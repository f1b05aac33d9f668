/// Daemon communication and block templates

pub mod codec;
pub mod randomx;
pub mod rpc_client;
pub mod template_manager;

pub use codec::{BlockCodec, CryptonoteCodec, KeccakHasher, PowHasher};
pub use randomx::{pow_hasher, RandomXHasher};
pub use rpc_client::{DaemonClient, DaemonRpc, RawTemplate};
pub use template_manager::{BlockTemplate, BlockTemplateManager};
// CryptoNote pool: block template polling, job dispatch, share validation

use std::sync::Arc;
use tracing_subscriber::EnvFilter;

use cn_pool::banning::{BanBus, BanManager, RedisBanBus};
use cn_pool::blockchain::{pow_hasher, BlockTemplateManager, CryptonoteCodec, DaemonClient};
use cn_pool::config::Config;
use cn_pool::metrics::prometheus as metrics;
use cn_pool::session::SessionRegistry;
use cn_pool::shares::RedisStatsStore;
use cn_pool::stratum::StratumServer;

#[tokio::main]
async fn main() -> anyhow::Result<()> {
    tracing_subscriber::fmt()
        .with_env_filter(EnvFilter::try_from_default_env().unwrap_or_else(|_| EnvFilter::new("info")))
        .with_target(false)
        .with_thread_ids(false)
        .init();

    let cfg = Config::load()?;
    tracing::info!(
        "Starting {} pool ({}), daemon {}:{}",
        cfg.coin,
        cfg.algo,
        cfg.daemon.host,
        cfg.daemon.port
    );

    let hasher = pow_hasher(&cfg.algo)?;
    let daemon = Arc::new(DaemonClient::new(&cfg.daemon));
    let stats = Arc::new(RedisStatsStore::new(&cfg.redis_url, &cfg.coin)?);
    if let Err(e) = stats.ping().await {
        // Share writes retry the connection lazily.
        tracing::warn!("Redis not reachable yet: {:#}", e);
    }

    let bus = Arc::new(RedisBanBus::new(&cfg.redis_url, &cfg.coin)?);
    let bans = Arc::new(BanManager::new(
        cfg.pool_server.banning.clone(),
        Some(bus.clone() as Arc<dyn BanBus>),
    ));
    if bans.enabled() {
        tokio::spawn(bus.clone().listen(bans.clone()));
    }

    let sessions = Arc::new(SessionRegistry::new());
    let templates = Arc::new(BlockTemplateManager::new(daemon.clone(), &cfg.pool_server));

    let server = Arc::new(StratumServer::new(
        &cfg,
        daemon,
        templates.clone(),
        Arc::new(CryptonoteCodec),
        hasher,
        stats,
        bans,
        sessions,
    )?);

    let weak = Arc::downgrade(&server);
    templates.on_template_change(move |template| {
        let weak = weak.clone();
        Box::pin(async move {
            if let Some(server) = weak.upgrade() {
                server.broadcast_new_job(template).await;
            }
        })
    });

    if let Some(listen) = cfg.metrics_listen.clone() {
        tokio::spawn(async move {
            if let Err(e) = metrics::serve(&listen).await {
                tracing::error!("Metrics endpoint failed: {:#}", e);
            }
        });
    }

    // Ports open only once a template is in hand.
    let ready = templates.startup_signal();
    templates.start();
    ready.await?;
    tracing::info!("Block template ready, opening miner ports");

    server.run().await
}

· · · · · · ·

> [WORK ITEM]
Return only the number of lines in the listing that contain the string "async".

> [EXERCISE SOLUTION]
3